▶ [ACTION ITEM]:
After locating the line that contains "use tracing::info;" in the records below, write out exactly that line and each line after it through the one that contains "Result of a grant", and nothing else.

▶ [INFORMATION GIVEN]:
================================

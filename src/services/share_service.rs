//! Share service - grant, revoke and list collection shares
//!
//! Owner only. A `manage` grantee can edit the collection but cannot touch
//! its shares. Grants are addressed by username, as callers know them.

use std::sync::Arc;

use chrono::Utc;
use serde::Serialize;
use tracing::info;

use crate::access::{check_share_mutation, reject_self_share, Principal, ShareLevel};
use crate::db::{shares, users, HammerDb};
use crate::error::{HammerspaceError, Result};
use crate::models::{CollectionId, CollectionShare, ShareId, User};

use super::collection_service::load_collection;
use super::events::{EventBus, HammerEvent};
use super::require_user;

/// Result of a grant
#[derive(Debug, Clone, Serialize)]
pub struct GrantOutcome {
    pub share: CollectionShare,
    /// false when an existing grant's level was overwritten
    pub created: bool,
}

fn load_grantee(conn: &rusqlite::Connection, username: &str) -> Result<User> {
    users::get_user_by_username(conn, username)?
        .ok_or_else(|| HammerspaceError::NotFound(format!("user '{}'", username)))
}

pub struct ShareService {
    db: Arc<HammerDb>,
    events: Arc<EventBus>,
}

impl ShareService {
    pub fn new(db: Arc<HammerDb>, events: Arc<EventBus>) -> Self {
        Self { db, events }
    }

    /// Grants on a collection, newest first
    pub fn list(
        &self,
        principal: &Principal,
        collection_id: &CollectionId,
    ) -> Result<Vec<CollectionShare>> {
        self.db.with_conn(|conn| {
            let collection = load_collection(conn, collection_id)?;
            check_share_mutation(principal, &collection.access(), None)?;
            shares::list_shares(conn, collection_id)
        })
    }

    /// Grant `level` to a user, or overwrite the level they already hold
    pub fn grant(
        &self,
        principal: &Principal,
        collection_id: &CollectionId,
        grantee_username: &str,
        level: &str,
    ) -> Result<GrantOutcome> {
        let granted_by = require_user(principal)?;

        let (share, created) = self.db.with_conn_mut(|conn| {
            let collection = load_collection(conn, collection_id)?;
            let access = collection.access();
            check_share_mutation(principal, &access, None)?;

            let grantee = load_grantee(conn, grantee_username)?;
            reject_self_share(&access, &grantee.id)?;
            let level: ShareLevel = level.parse()?;

            let share = CollectionShare {
                id: ShareId::generate(),
                collection_id: collection.id,
                grantee: grantee.id,
                level,
                granted_by: granted_by.clone(),
                created_at: Utc::now(),
            };
            shares::upsert_share(conn, &share)
        })?;

        info!(
            collection = %share.collection_id,
            grantee = %share.grantee,
            level = %share.level,
            created,
            "Share granted"
        );
        self.events.emit(HammerEvent::ShareGranted {
            collection_id: share.collection_id.to_string(),
            grantee_id: share.grantee.to_string(),
            level: share.level.to_string(),
            created,
        });

        Ok(GrantOutcome { share, created })
    }

    /// Remove a user's grant. Returns whether one existed.
    pub fn revoke(
        &self,
        principal: &Principal,
        collection_id: &CollectionId,
        grantee_username: &str,
    ) -> Result<bool> {
        let (removed, grantee) = self.db.with_conn(|conn| {
            let collection = load_collection(conn, collection_id)?;
            check_share_mutation(principal, &collection.access(), None)?;

            let grantee = load_grantee(conn, grantee_username)?;
            let removed = shares::delete_share(conn, collection_id, &grantee.id)?;
            Ok((removed, grantee))
        })?;

        if removed {
            info!(collection = %collection_id, grantee = %grantee.id, "Share revoked");
            self.events.emit(HammerEvent::ShareRevoked {
                collection_id: collection_id.to_string(),
                grantee_id: grantee.id.to_string(),
            });
        }

        Ok(removed)
    }
}
//! SQLite store for users, collections, items and shares
//!
//! ## Tables
//!
//! - `users` - profiles (no credentials)
//! - `collections` - named groups, unique per (name, owner)
//! - `items` - collection entries with a JSON `custom_fields` object
//! - `collection_shares` - one grant per (collection, grantee)
//!
//! Collections cascade to their items and shares. Visibility is stored once
//! per row as text; nothing else records whether a row is public.

pub mod collections;
pub mod items;
pub mod schema;
pub mod shares;
pub mod users;

use std::path::Path;
use std::sync::Mutex;

use rusqlite::types::{FromSql, FromSqlError, FromSqlResult, ToSql, ToSqlOutput, ValueRef};
use rusqlite::Connection;
use tracing::{debug, info};

use crate::access::{CollectionVisibility, ItemVisibility, ShareLevel};
use crate::error::{HammerspaceError, Result};

/// SQLite database behind a single connection
pub struct HammerDb {
    conn: Mutex<Connection>,
}

impl HammerDb {
    /// Open or create the database file, creating its directory if needed
    pub fn open(db_path: &Path) -> Result<Self> {
        if let Some(parent) = db_path.parent() {
            std::fs::create_dir_all(parent)?;
        }
        info!("Opening SQLite database at {:?}", db_path);

        let conn = Connection::open(db_path)?;
        conn.execute_batch("PRAGMA journal_mode=WAL; PRAGMA synchronous=NORMAL;")?;

        Self::from_connection(conn)
    }

    /// Open an in-memory database (for testing)
    pub fn open_in_memory() -> Result<Self> {
        debug!("Opening in-memory SQLite database");
        Self::from_connection(Connection::open_in_memory()?)
    }

    fn from_connection(conn: Connection) -> Result<Self> {
        conn.execute_batch("PRAGMA foreign_keys=ON;")?;
        schema::init_schema(&conn)?;
        Ok(Self {
            conn: Mutex::new(conn),
        })
    }

    /// Run reads under the connection lock. One call is one consistent snapshot.
    pub fn with_conn<F, T>(&self, f: F) -> Result<T>
    where
        F: FnOnce(&Connection) -> Result<T>,
    {
        let conn = self
            .conn
            .lock()
            .map_err(|e| HammerspaceError::Internal(format!("Lock poisoned: {}", e)))?;
        f(&conn)
    }

    /// Exclusive access, for transactions
    pub fn with_conn_mut<F, T>(&self, f: F) -> Result<T>
    where
        F: FnOnce(&mut Connection) -> Result<T>,
    {
        let mut conn = self
            .conn
            .lock()
            .map_err(|e| HammerspaceError::Internal(format!("Lock poisoned: {}", e)))?;
        f(&mut conn)
    }

    /// Row counts per table
    pub fn stats(&self) -> Result<DbStats> {
        self.with_conn(|conn| {
            let count = |table: &str| -> Result<u64> {
                let n: i64 =
                    conn.query_row(&format!("SELECT COUNT(*) FROM {}", table), [], |row| {
                        row.get(0)
                    })?;
                Ok(n as u64)
            };

            Ok(DbStats {
                user_count: count("users")?,
                collection_count: count("collections")?,
                item_count: count("items")?,
                share_count: count("collection_shares")?,
            })
        })
    }
}

/// Database statistics
#[derive(Debug, Clone, PartialEq, Eq, serde::Serialize)]
pub struct DbStats {
    pub user_count: u64,
    pub collection_count: u64,
    pub item_count: u64,
    pub share_count: u64,
}

/// True when `err` is a UNIQUE constraint failure
pub(crate) fn is_unique_violation(err: &rusqlite::Error) -> bool {
    matches!(
        err,
        rusqlite::Error::SqliteFailure(e, _)
            if e.extended_code == rusqlite::ffi::SQLITE_CONSTRAINT_UNIQUE
    )
}

/// Map a UNIQUE failure to `Conflict`, pass everything else through
pub(crate) fn conflict_on_unique(
    err: rusqlite::Error,
    message: impl FnOnce() -> String,
) -> HammerspaceError {
    if is_unique_violation(&err) {
        HammerspaceError::Conflict(message())
    } else {
        HammerspaceError::Database(err)
    }
}

macro_rules! text_column {
    ($ty:ty) => {
        impl ToSql for $ty {
            fn to_sql(&self) -> rusqlite::Result<ToSqlOutput<'_>> {
                Ok(ToSqlOutput::from(self.as_str()))
            }
        }

        impl FromSql for $ty {
            fn column_result(value: ValueRef<'_>) -> FromSqlResult<Self> {
                value
                    .as_str()?
                    .parse()
                    .map_err(|e: HammerspaceError| FromSqlError::Other(Box::new(e)))
            }
        }
    };
}

text_column!(CollectionVisibility);
text_column!(ItemVisibility);
text_column!(ShareLevel);

pub use collections::CollectionPatch;
pub use items::ItemPatch;
pub use shares::SqliteShares;
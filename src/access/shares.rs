//! Share registry: explicit (collection, grantee, level) grants
//!
//! At most one grant exists per (collection, grantee). Granting again
//! overwrites the level. Only the collection owner may grant, list or revoke,
//! whatever level another caller holds on the collection.
//!
//! [`ShareLookup`] is the read seam the engine uses; the SQLite store
//! implements it in `db::shares`, [`ShareRegistry`] implements it in memory.

use std::collections::HashMap;

use tracing::debug;

use super::engine::CollectionAccess;
use super::identity::{Principal, UserId};
use super::permission::ShareLevel;
use crate::error::{HammerspaceError, Result};
use crate::models::CollectionId;

/// Read access to stored grants
pub trait ShareLookup {
    /// Level granted to `grantee` on `collection`, if any
    fn lookup(&self, collection: &CollectionId, grantee: &UserId) -> Result<Option<ShareLevel>>;
}

impl<T: ShareLookup + ?Sized> ShareLookup for &T {
    fn lookup(&self, collection: &CollectionId, grantee: &UserId) -> Result<Option<ShareLevel>> {
        (**self).lookup(collection, grantee)
    }
}

/// Gate every share mutation or listing goes through.
///
/// `grantee` is checked only when a grant is being written.
pub fn check_share_mutation(
    actor: &Principal,
    collection: &CollectionAccess,
    grantee: Option<&UserId>,
) -> Result<()> {
    let actor_id = actor.user_id().ok_or_else(|| {
        HammerspaceError::Auth("managing shares requires an authenticated user".into())
    })?;

    if actor_id != &collection.owner {
        debug!(
            principal = %actor,
            collection = %collection.id,
            "share management refused: not the collection owner"
        );
        return Err(HammerspaceError::Forbidden(format!(
            "only the owner of collection {} can manage its shares",
            collection.id
        )));
    }

    match grantee {
        Some(grantee) => reject_self_share(collection, grantee),
        None => Ok(()),
    }
}

/// The owner already holds `owner`; a share on top of it is rejected
pub fn reject_self_share(collection: &CollectionAccess, grantee: &UserId) -> Result<()> {
    if grantee == &collection.owner {
        return Err(HammerspaceError::InvalidGrant(
            "a collection cannot be shared with its owner".into(),
        ));
    }
    Ok(())
}

/// In-memory share registry
#[derive(Debug, Default, Clone)]
pub struct ShareRegistry {
    grants: HashMap<(CollectionId, UserId), ShareLevel>,
}

impl ShareRegistry {
    pub fn new() -> Self {
        Self::default()
    }

    /// Insert or overwrite a grant. Returns `true` when a new grant was created.
    pub fn upsert(
        &mut self,
        actor: &Principal,
        collection: &CollectionAccess,
        grantee: UserId,
        level: ShareLevel,
    ) -> Result<bool> {
        check_share_mutation(actor, collection, Some(&grantee))?;
        let previous = self.grants.insert((collection.id.clone(), grantee), level);
        Ok(previous.is_none())
    }

    /// Remove a grant. Returns `true` when one existed.
    pub fn revoke(
        &mut self,
        actor: &Principal,
        collection: &CollectionAccess,
        grantee: &UserId,
    ) -> Result<bool> {
        check_share_mutation(actor, collection, None)?;
        Ok(self
            .grants
            .remove(&(collection.id.clone(), grantee.clone()))
            .is_some())
    }

    /// Grants on one collection, sorted by grantee
    pub fn list(
        &self,
        actor: &Principal,
        collection: &CollectionAccess,
    ) -> Result<Vec<(UserId, ShareLevel)>> {
        check_share_mutation(actor, collection, None)?;
        let mut grants: Vec<_> = self
            .grants
            .iter()
            .filter(|((id, _), _)| id == &collection.id)
            .map(|((_, grantee), level)| (grantee.clone(), *level))
            .collect();
        grants.sort();
        Ok(grants)
    }

    /// Drop every grant of a deleted collection
    pub fn remove_collection(&mut self, collection: &CollectionId) -> usize {
        let before = self.grants.len();
        self.grants.retain(|(id, _), _| id != collection);
        before - self.grants.len()
    }

    pub fn len(&self) -> usize {
        self.grants.len()
    }

    pub fn is_empty(&self) -> bool {
        self.grants.is_empty()
    }
}

impl ShareLookup for ShareRegistry {
    fn lookup(&self, collection: &CollectionId, grantee: &UserId) -> Result<Option<ShareLevel>> {
        Ok(self
            .grants
            .get(&(collection.clone(), grantee.clone()))
            .copied())
    }
}

#[cfg(test)]
mod tests {
    use super::*;
    use crate::access::CollectionVisibility;

    fn c1() -> CollectionAccess {
        CollectionAccess {
            id: CollectionId::from("c1"),
            owner: UserId::from("alice"),
            visibility: CollectionVisibility::Private,
        }
    }

    fn alice() -> Principal {
        Principal::user("alice")
    }

    #[test]
    fn test_second_grant_overwrites() {
        let mut registry = ShareRegistry::new();
        let bob = UserId::from("bob");

        assert!(registry
            .upsert(&alice(), &c1(), bob.clone(), ShareLevel::View)
            .unwrap());
        assert!(!registry
            .upsert(&alice(), &c1(), bob.clone(), ShareLevel::Manage)
            .unwrap());

        assert_eq!(registry.len(), 1);
        assert_eq!(
            registry.lookup(&c1().id, &bob).unwrap(),
            Some(ShareLevel::Manage)
        );
    }

    #[test]
    fn test_only_owner_mutates() {
        let mut registry = ShareRegistry::new();
        registry
            .upsert(&alice(), &c1(), UserId::from("bob"), ShareLevel::Manage)
            .unwrap();

        // a manage grantee still cannot touch shares
        let result = registry.upsert(
            &Principal::user("bob"),
            &c1(),
            UserId::from("carol"),
            ShareLevel::View,
        );
        assert!(matches!(result, Err(HammerspaceError::Forbidden(_))));

        let result = registry.revoke(&Principal::user("bob"), &c1(), &UserId::from("bob"));
        assert!(matches!(result, Err(HammerspaceError::Forbidden(_))));

        let result = registry.list(&Principal::Anonymous, &c1());
        assert!(matches!(result, Err(HammerspaceError::Auth(_))));
    }

    #[test]
    fn test_self_share_rejected() {
        let mut registry = ShareRegistry::new();
        let result = registry.upsert(&alice(), &c1(), UserId::from("alice"), ShareLevel::Edit);
        assert!(matches!(result, Err(HammerspaceError::InvalidGrant(_))));
        assert!(registry.is_empty());
    }

    #[test]
    fn test_revoke_and_cascade() {
        let mut registry = ShareRegistry::new();
        registry
            .upsert(&alice(), &c1(), UserId::from("bob"), ShareLevel::Edit)
            .unwrap();
        registry
            .upsert(&alice(), &c1(), UserId::from("carol"), ShareLevel::View)
            .unwrap();

        assert_eq!(
            registry.list(&alice(), &c1()).unwrap(),
            vec![
                (UserId::from("bob"), ShareLevel::Edit),
                (UserId::from("carol"), ShareLevel::View),
            ]
        );

        assert!(registry.revoke(&alice(), &c1(), &UserId::from("bob")).unwrap());
        assert!(!registry.revoke(&alice(), &c1(), &UserId::from("bob")).unwrap());
        assert_eq!(registry.remove_collection(&c1().id), 1);
        assert!(registry.is_empty());
    }
}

================================

▶ [RESULT]:
use tracing::info;

use crate::access::{check_share_mutation, reject_self_share, Principal, ShareLevel};
use crate::db::{shares, users, HammerDb};
use crate::error::{HammerspaceError, Result};
use crate::models::{CollectionId, CollectionShare, ShareId, User};

use super::collection_service::load_collection;
use super::events::{EventBus, HammerEvent};
use super::require_user;

/// Result of a grant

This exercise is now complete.